U.S. District Judge Thomas Durkin called Hastert a "serial child molester" as he imposed the sentence for dodging federal banking laws following a wrenching hearing in Illinois federal court. Hastert also must undergo treatment as a sex offender and pay a $250,000 fine to go toward a criminal victims' fund.

"Some actions can obliterate a lifetime of good works," Durkin said.

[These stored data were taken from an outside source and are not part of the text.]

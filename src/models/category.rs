//! Transaction categories and the display filter
//!
//! The category set is closed: the tracker ships with a fixed list and the
//! user picks from it rather than defining their own. The filter adds the
//! "All" sentinel used by the list view.

use serde::{Deserialize, Serialize};
use std::fmt;
use std::str::FromStr;

/// Fixed set of transaction categories
#[derive(Debug, Clone, Copy, PartialEq, Eq, Hash, Serialize, Deserialize)]
pub enum Category {
    Food,
    Transport,
    Rent,
    Salary,
    Other,
}

impl Category {
    /// All categories in display order
    pub const ALL: [Category; 5] = [
        Category::Food,
        Category::Transport,
        Category::Rent,
        Category::Salary,
        Category::Other,
    ];

    /// The category name as shown to the user
    pub fn name(&self) -> &'static str {
        match self {
            Self::Food => "Food",
            Self::Transport => "Transport",
            Self::Rent => "Rent",
            Self::Salary => "Salary",
            Self::Other => "Other",
        }
    }
}

impl fmt::Display for Category {
    fn fmt(&self, f: &mut fmt::Formatter<'_>) -> fmt::Result {
        f.write_str(self.name())
    }
}

impl FromStr for Category {
    type Err = ParseCategoryError;

    fn from_str(s: &str) -> Result<Self, Self::Err> {
        Category::ALL
            .into_iter()
            .find(|c| c.name().eq_ignore_ascii_case(s.trim()))
            .ok_or_else(|| ParseCategoryError(s.to_string()))
    }
}

/// Error for unrecognized category names
#[derive(Debug, Clone, PartialEq, Eq)]
pub struct ParseCategoryError(pub String);

impl fmt::Display for ParseCategoryError {
    fn fmt(&self, f: &mut fmt::Formatter<'_>) -> fmt::Result {
        write!(f, "Unknown category: {}", self.0)
    }
}

impl std::error::Error for ParseCategoryError {}

/// Category predicate applied to the displayed list
///
/// Only ever narrows what is shown; aggregate totals ignore it entirely.
#[derive(Debug, Clone, Copy, PartialEq, Eq, Default)]
pub enum CategoryFilter {
    /// Show every transaction
    #[default]
    All,
    /// Show only transactions in one category
    Only(Category),
}

impl CategoryFilter {
    /// Whether a category passes this filter
    pub fn matches(&self, category: Category) -> bool {
        match self {
            Self::All => true,
            Self::Only(wanted) => *wanted == category,
        }
    }
}

impl fmt::Display for CategoryFilter {
    fn fmt(&self, f: &mut fmt::Formatter<'_>) -> fmt::Result {
        match self {
            Self::All => f.write_str("All"),
            Self::Only(category) => write!(f, "{}", category),
        }
    }
}

impl FromStr for CategoryFilter {
    type Err = ParseCategoryError;

    fn from_str(s: &str) -> Result<Self, Self::Err> {
        if s.trim().eq_ignore_ascii_case("all") {
            return Ok(Self::All);
        }
        s.parse().map(Self::Only)
    }
}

Hastert. the former high school teacher and wrestling coach who was elected to Congress in 1986, said Wednesday he was "deeply ashamed" for having "mistreated" some athletes he coached. "For 11 months, I have been struggling to come to terms with events that occurred almost 40 years ago," Hastert said.
Mistreated?  Mistreated?!  That doesn't sound like acceptance of responsibility...

Tuesday, April 26, 2016

Two defense opinions in the 11th Circuit written by...

... William Pryor.

1) United States v. Jimenez-Antunez:
This appeal presents a question of first impression in this Circuit: whether a criminal defendant must show good cause to dismiss retained counsel if the defendant intends to seek appointed counsel. Gabriel Jimenez-Antunez pleaded guilty to conspiracy to distribute methamphetamine and conspiracy to commit money laundering. Weeks before his sentencing hearing, Jimenez-Antunez sent a letter to his retained counsel expressing an intent to dismiss him. His retained counsel then moved to withdraw and stated that his client would request appointed counsel. The district court denied the motion on the ground that Jimenez-Antunez had been afforded effective assistance of counsel by his retained counsel. Because a criminal defendant need not show good cause to dismiss retained counsel, we vacate and remand for further proceedings.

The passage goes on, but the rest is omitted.